Which of the lines below hold the word "otherwise"? Pull each of them out.

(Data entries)
═══

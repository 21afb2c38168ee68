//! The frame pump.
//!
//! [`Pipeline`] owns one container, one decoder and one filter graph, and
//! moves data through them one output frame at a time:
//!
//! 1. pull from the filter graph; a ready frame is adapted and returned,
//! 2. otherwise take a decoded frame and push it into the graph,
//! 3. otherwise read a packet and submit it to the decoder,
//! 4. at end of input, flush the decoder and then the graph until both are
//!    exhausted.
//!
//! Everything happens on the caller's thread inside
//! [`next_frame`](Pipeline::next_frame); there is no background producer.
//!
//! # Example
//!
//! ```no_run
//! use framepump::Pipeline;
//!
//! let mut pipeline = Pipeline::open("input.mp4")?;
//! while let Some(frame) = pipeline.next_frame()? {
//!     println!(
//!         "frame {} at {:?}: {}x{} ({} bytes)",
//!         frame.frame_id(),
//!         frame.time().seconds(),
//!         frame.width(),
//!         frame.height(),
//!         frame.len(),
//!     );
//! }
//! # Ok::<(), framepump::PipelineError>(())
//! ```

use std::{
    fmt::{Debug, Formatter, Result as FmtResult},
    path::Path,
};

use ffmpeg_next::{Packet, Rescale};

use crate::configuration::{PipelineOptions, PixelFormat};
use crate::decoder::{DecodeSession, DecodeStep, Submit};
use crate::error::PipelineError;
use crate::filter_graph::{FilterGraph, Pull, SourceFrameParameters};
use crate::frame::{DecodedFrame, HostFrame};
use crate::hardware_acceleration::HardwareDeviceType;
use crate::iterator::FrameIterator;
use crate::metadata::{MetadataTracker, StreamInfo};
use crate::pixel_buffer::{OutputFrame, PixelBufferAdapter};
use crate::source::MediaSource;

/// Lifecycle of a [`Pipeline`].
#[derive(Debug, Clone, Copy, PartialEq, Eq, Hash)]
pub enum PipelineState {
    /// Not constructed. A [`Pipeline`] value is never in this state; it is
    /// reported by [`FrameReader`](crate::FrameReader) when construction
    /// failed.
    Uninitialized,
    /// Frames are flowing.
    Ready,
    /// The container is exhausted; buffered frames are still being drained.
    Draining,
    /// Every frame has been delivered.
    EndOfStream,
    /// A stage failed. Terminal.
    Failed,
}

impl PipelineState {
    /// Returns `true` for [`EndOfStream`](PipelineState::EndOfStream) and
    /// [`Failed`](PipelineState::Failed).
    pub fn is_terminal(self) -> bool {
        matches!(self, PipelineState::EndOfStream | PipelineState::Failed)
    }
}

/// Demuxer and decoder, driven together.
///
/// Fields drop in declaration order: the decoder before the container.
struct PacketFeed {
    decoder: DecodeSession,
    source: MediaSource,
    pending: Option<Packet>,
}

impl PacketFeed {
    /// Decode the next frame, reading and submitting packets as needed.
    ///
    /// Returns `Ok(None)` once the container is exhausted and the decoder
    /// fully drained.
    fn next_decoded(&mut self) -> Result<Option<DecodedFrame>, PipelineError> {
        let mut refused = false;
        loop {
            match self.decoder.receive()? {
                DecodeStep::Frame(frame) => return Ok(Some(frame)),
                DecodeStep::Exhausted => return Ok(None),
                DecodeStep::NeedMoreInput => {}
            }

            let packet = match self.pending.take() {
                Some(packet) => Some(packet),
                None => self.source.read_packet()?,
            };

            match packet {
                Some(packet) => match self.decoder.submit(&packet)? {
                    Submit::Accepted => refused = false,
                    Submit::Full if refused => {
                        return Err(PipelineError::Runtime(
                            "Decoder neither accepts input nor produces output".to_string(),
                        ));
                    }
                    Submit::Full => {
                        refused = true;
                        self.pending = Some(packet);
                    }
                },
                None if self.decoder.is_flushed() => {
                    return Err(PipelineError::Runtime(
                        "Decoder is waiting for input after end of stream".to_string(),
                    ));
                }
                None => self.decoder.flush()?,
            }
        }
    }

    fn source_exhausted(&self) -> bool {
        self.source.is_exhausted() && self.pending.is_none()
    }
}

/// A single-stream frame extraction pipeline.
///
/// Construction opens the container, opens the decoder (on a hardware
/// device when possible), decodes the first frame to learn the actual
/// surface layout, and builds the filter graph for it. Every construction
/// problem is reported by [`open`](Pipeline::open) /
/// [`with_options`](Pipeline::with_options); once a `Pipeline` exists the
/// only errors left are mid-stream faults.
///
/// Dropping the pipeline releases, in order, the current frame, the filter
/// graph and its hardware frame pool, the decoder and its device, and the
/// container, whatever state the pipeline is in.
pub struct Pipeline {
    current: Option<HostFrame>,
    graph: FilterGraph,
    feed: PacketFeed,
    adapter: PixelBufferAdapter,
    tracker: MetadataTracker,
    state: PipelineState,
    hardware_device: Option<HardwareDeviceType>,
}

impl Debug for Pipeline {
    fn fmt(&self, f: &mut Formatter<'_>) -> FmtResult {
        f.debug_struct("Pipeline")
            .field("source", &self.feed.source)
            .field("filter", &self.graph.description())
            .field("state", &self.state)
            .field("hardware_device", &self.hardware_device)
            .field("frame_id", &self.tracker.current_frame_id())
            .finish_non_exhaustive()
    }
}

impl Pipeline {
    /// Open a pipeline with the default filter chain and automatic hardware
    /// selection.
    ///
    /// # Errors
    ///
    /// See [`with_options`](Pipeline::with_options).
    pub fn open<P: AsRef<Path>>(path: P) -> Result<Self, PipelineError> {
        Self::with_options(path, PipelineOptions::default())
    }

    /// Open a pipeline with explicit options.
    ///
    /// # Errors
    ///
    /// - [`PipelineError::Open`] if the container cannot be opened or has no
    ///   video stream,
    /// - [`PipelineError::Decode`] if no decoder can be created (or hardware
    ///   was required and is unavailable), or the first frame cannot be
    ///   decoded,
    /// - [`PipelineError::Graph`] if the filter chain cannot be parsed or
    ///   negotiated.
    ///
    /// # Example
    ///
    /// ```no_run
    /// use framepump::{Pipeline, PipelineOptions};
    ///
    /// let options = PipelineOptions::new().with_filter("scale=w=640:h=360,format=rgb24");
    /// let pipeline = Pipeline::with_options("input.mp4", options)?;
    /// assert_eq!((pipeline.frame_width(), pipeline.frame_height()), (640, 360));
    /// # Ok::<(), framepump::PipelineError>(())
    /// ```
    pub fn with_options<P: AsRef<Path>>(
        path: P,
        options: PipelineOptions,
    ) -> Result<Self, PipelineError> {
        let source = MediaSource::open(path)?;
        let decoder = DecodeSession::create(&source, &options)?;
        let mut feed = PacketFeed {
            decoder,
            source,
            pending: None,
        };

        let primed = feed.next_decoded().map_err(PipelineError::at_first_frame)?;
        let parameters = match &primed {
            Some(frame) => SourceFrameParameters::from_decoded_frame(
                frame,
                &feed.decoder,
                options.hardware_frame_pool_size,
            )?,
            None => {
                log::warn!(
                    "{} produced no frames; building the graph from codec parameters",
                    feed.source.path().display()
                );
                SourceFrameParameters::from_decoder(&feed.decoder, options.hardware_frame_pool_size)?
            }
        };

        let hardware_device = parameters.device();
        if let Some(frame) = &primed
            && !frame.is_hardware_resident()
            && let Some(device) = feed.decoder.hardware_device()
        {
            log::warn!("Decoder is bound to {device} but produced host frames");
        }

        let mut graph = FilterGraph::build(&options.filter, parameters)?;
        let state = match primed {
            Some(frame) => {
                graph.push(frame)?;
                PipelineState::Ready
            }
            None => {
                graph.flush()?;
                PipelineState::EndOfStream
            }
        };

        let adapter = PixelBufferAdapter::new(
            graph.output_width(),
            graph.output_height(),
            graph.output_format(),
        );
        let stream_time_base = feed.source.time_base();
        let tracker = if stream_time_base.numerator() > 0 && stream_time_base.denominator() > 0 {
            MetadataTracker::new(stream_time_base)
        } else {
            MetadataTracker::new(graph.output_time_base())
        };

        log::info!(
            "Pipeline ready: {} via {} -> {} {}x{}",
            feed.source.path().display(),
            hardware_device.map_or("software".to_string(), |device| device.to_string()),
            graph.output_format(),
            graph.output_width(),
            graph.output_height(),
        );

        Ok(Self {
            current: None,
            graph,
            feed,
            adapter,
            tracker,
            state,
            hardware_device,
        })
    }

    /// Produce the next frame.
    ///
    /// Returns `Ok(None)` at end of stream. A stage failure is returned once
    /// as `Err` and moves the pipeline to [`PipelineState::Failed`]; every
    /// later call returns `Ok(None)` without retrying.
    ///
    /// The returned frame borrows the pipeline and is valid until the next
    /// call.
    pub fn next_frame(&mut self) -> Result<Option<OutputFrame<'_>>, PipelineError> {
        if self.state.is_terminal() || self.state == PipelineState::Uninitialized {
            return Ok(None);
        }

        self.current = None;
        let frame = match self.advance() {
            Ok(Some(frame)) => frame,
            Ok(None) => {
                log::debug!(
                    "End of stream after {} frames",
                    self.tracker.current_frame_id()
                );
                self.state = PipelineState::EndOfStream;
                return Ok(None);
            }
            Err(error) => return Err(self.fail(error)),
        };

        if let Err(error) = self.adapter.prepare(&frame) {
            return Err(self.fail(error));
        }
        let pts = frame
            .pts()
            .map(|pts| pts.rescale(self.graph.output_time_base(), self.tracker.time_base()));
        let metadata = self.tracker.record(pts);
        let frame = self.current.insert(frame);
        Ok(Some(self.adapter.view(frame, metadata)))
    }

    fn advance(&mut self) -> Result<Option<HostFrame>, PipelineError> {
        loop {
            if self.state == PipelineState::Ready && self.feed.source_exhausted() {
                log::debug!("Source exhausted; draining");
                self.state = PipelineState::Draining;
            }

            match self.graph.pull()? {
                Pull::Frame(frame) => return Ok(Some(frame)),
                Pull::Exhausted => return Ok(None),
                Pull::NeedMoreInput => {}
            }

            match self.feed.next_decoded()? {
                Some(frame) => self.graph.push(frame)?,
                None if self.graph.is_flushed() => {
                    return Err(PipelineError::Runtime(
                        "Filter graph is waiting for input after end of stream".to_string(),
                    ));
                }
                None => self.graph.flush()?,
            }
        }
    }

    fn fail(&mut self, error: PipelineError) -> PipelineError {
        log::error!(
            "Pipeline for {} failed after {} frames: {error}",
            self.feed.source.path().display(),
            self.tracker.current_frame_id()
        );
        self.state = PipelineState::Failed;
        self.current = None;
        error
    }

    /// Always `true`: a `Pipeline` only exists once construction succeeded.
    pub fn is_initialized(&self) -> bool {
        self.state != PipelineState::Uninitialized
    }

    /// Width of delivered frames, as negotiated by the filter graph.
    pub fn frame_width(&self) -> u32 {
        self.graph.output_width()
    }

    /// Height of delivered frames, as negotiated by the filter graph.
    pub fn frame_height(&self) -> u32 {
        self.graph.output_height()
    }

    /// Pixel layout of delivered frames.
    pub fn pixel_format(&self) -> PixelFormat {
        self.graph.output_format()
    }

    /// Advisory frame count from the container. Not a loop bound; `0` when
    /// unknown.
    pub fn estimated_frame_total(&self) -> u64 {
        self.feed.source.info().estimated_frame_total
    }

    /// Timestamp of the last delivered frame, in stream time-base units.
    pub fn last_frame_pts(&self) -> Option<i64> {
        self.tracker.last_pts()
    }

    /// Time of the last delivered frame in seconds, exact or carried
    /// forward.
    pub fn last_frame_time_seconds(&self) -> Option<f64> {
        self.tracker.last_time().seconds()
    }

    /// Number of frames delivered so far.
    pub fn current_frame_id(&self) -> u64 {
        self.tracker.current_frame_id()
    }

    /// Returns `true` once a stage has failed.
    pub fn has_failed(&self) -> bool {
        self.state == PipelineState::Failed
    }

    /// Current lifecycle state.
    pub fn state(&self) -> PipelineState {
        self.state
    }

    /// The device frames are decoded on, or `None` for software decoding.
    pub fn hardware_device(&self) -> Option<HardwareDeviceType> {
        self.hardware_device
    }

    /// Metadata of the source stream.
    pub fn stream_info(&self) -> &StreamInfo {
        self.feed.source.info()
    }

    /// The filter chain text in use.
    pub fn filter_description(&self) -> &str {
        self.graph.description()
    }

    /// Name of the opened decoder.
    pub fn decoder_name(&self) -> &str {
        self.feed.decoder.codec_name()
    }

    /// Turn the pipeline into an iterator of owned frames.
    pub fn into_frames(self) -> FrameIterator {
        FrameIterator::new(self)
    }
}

═══

## Task solution
//! 2. otherwise take a decoded frame and push it into the graph,
//! 3. otherwise read a packet and submit it to the decoder,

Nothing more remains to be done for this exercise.